Saved entries:

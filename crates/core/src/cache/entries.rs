//! Entry reads and writes on the SQLite store.

use super::connection::CacheDb;
use super::hash::RequestKey;
use super::storage::EntrySummary;
use crate::Error;
use crate::http::Response;
use tokio_rusqlite::params;
use tokio_rusqlite::rusqlite;

fn row_to_response(row: &rusqlite::Row<'_>) -> rusqlite::Result<(u16, String, Vec<u8>, String)> {
    Ok((row.get(0)?, row.get(1)?, row.get(2)?, row.get(3)?))
}

fn decode((status, headers_json, body, url): (u16, String, Vec<u8>, String)) -> Result<Response, Error> {
    let headers: Vec<(String, String)> = serde_json::from_str(&headers_json)?;
    Ok(Response { status, headers, body, url })
}

impl CacheDb {
    /// Get an entry from one partition.
    ///
    /// Returns None if the partition or the key doesn't exist.
    pub async fn get_entry(&self, partition: &str, key: &RequestKey) -> Result<Option<Response>, Error> {
        let partition = partition.to_string();
        let hash = key.hash.clone();
        self.conn
            .call(move |conn| -> Result<Option<Response>, Error> {
                let mut stmt = conn.prepare(
                    "SELECT status, headers_json, body, final_url
                FROM entries WHERE partition = ?1 AND key_hash = ?2",
                )?;

                match stmt.query_row(params![partition, hash], row_to_response) {
                    Ok(raw) => Ok(Some(decode(raw)?)),
                    Err(rusqlite::Error::QueryReturnedNoRows) => Ok(None),
                    Err(e) => Err(e.into()),
                }
            })
            .await
            .map_err(Error::from)
    }

    /// Find an entry in any partition, preferring the oldest partition.
    pub async fn find_entry(&self, key: &RequestKey) -> Result<Option<Response>, Error> {
        let hash = key.hash.clone();
        self.conn
            .call(move |conn| -> Result<Option<Response>, Error> {
                let mut stmt = conn.prepare(
                    "SELECT e.status, e.headers_json, e.body, e.final_url
                FROM entries e JOIN partitions p ON p.name = e.partition
                WHERE e.key_hash = ?1
                ORDER BY p.rowid ASC
                LIMIT 1",
                )?;

                match stmt.query_row(params![hash], row_to_response) {
                    Ok(raw) => Ok(Some(decode(raw)?)),
                    Err(rusqlite::Error::QueryReturnedNoRows) => Ok(None),
                    Err(e) => Err(e.into()),
                }
            })
            .await
            .map_err(Error::from)
    }

    /// Insert or replace entries in a single transaction.
    ///
    /// The partition must already exist; a missing one fails the whole batch
    /// with `Error::Storage`. Existing rows for the same key are overwritten
    /// wholesale.
    pub async fn upsert_entries(&self, partition: &str, entries: Vec<(RequestKey, Response)>) -> Result<(), Error> {
        let partition = partition.to_string();
        let now = chrono::Utc::now().to_rfc3339();
        let mut rows = Vec::with_capacity(entries.len());
        for (key, response) in entries {
            let headers_json = serde_json::to_string(&response.headers)?;
            rows.push((key, response, headers_json));
        }

        self.conn
            .call(move |conn| -> Result<(), Error> {
                let tx = conn.transaction()?;
                let exists: bool = tx.query_row(
                    "SELECT EXISTS(SELECT 1 FROM partitions WHERE name = ?1)",
                    params![partition],
                    |row| row.get(0),
                )?;
                if !exists {
                    return Err(Error::Storage(format!("no such partition: {partition}")));
                }
                for (key, response, headers_json) in &rows {
                    tx.execute(
                        "INSERT INTO entries (
                        partition, key_hash, method, url, status, headers_json, body, final_url, stored_at
                    ) VALUES (?1, ?2, ?3, ?4, ?5, ?6, ?7, ?8, ?9)
                    ON CONFLICT(partition, key_hash) DO UPDATE SET
                        method = excluded.method,
                        url = excluded.url,
                        status = excluded.status,
                        headers_json = excluded.headers_json,
                        body = excluded.body,
                        final_url = excluded.final_url,
                        stored_at = excluded.stored_at",
                        params![
                            &partition,
                            &key.hash,
                            key.method.as_str(),
                            &key.url,
                            response.status,
                            headers_json,
                            &response.body,
                            &response.url,
                            &now,
                        ],
                    )?;
                }
                tx.commit()?;
                Ok(())
            })
            .await
            .map_err(Error::from)
    }

    /// List the entries of a partition, oldest write first.
    pub async fn list_entries(&self, partition: &str) -> Result<Vec<EntrySummary>, Error> {
        let partition = partition.to_string();
        self.conn
            .call(move |conn| -> Result<Vec<EntrySummary>, Error> {
                let mut stmt = conn.prepare(
                    "SELECT key_hash, method, url, status, stored_at
                FROM entries WHERE partition = ?1
                ORDER BY stored_at ASC, rowid ASC",
                )?;
                let entries = stmt
                    .query_map(params![partition], |row| {
                        Ok(EntrySummary {
                            hash: row.get(0)?,
                            method: row.get(1)?,
                            url: row.get(2)?,
                            status: row.get(3)?,
                            stored_at: row.get(4)?,
                        })
                    })?
                    .collect::<Result<Vec<_>, _>>()?;
                Ok(entries)
            })
            .await
            .map_err(Error::from)
    }
}

#[cfg(test)]
mod tests {
    use super::super::connection::CacheDb;
    use super::*;
    use url::Url;

    fn key(path: &str) -> RequestKey {
        RequestKey::get(&Url::parse("https://legallyup.test").unwrap().join(path).unwrap())
    }

    #[tokio::test]
    async fn test_upsert_and_get() {
        let db = CacheDb::open_in_memory().await.unwrap();
        let response = Response::new(200, "<html></html>")
            .with_header("content-type", "text/html")
            .with_url("https://legallyup.test/");
        db.create_partition("legallyup-static-v1").await.unwrap();

        db.upsert_entries("legallyup-static-v1", vec![(key("/"), response.clone())])
            .await
            .unwrap();

        let retrieved = db.get_entry("legallyup-static-v1", &key("/")).await.unwrap().unwrap();
        assert_eq!(retrieved, response);
    }

    #[tokio::test]
    async fn test_get_missing() {
        let db = CacheDb::open_in_memory().await.unwrap();
        let result = db.get_entry("legallyup-static-v1", &key("/nope")).await.unwrap();
        assert!(result.is_none());
    }

    #[tokio::test]
    async fn test_upsert_replaces() {
        let db = CacheDb::open_in_memory().await.unwrap();
        db.create_partition("legallyup-api-v1").await.unwrap();
        db.upsert_entries("legallyup-api-v1", vec![(key("/api/widgets"), Response::new(200, "old"))])
            .await
            .unwrap();
        db.upsert_entries("legallyup-api-v1", vec![(key("/api/widgets"), Response::new(200, "new"))])
            .await
            .unwrap();

        let retrieved = db.get_entry("legallyup-api-v1", &key("/api/widgets")).await.unwrap().unwrap();
        assert_eq!(retrieved.body, b"new");
        assert_eq!(db.list_entries("legallyup-api-v1").await.unwrap().len(), 1);
    }

    #[tokio::test]
    async fn test_partitions_are_isolated() {
        let db = CacheDb::open_in_memory().await.unwrap();
        db.create_partition("legallyup-api-v1").await.unwrap();
        db.upsert_entries("legallyup-api-v1", vec![(key("/api/widgets"), Response::new(200, "api"))])
            .await
            .unwrap();
        db.create_partition("legallyup-static-v1").await.unwrap();

        let hit = db.get_entry("legallyup-static-v1", &key("/api/widgets")).await.unwrap();
        assert!(hit.is_none());
    }

    #[tokio::test]
    async fn test_find_prefers_oldest_partition() {
        let db = CacheDb::open_in_memory().await.unwrap();
        db.create_partition("first").await.unwrap();
        db.create_partition("second").await.unwrap();
        db.upsert_entries("second", vec![(key("/"), Response::new(200, "second"))])
            .await
            .unwrap();
        db.upsert_entries("first", vec![(key("/"), Response::new(200, "first"))])
            .await
            .unwrap();

        let hit = db.find_entry(&key("/")).await.unwrap().unwrap();
        assert_eq!(hit.body, b"first");
    }

    #[tokio::test]
    async fn test_drop_cascades_entries() {
        let db = CacheDb::open_in_memory().await.unwrap();
        db.create_partition("legallyup-static-v0").await.unwrap();
        db.upsert_entries("legallyup-static-v0", vec![(key("/"), Response::new(200, "shell"))])
            .await
            .unwrap();

        db.drop_partition("legallyup-static-v0").await.unwrap();

        assert!(db.find_entry(&key("/")).await.unwrap().is_none());
        assert!(db.list_entries("legallyup-static-v0").await.unwrap().is_empty());
    }

    #[tokio::test]
    async fn test_upsert_into_dropped_partition_fails() {
        let db = CacheDb::open_in_memory().await.unwrap();
        db.create_partition("legallyup-api-v1").await.unwrap();
        db.drop_partition("legallyup-api-v1").await.unwrap();

        let result = db
            .upsert_entries("legallyup-api-v1", vec![(key("/api/widgets"), Response::new(200, "[]"))])
            .await;

        assert!(matches!(result, Err(Error::Storage(_))));
        assert!(db.list_partitions().await.unwrap().is_empty());
    }
}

Your task →
Which lines in the records above hold the string "transaction"? Copy each of them.

Answer box →
    /// Insert or replace entries in a single transaction.
                let tx = conn.transaction()?;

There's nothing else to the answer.